[Records from a data collection]
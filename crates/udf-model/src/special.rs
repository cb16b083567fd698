use serde::{Deserialize, Serialize};

/// Application-defined meaning attached to a user-defined field.
///
/// Values are unique within a registry; names are free text.
#[derive(Debug, Clone, PartialEq, Eq, Hash, Serialize, Deserialize)]
pub struct SpecialType {
    pub value: u32,
    pub name: String,
}

impl SpecialType {
    pub fn new(value: u32, name: impl Into<String>) -> Self {
        Self {
            value,
            name: name.into(),
        }
    }
}
use serde::{Deserialize, Serialize};

/// One entry of a select/option list.
#[derive(Debug, Clone, PartialEq, Eq, Serialize, Deserialize)]
pub struct SelectOption {
    /// Raw value stored in the model.
    pub key: String,
    /// Text shown to the user.
    pub display: String,
}

impl SelectOption {
    pub fn new(key: impl Into<String>, display: impl Into<String>) -> Self {
        Self {
            key: key.into(),
            display: display.into(),
        }
    }
}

> Directions for this task
Starting from the line that contains "are free text.", give again every line to the last line of the data, exactly. Include nothing else.

> Answer section
/// Values are unique within a registry; names are free text.
#[derive(Debug, Clone, PartialEq, Eq, Hash, Serialize, Deserialize)]
pub struct SpecialType {
    pub value: u32,
    pub name: String,
}

impl SpecialType {
    pub fn new(value: u32, name: impl Into<String>) -> Self {
        Self {
            value,
            name: name.into(),
        }
    }
}
use serde::{Deserialize, Serialize};

/// One entry of a select/option list.
#[derive(Debug, Clone, PartialEq, Eq, Serialize, Deserialize)]
pub struct SelectOption {
    /// Raw value stored in the model.
    pub key: String,
    /// Text shown to the user.
    pub display: String,
}

impl SelectOption {
    pub fn new(key: impl Into<String>, display: impl Into<String>) -> Self {
        Self {
            key: key.into(),
            display: display.into(),
        }
    }
}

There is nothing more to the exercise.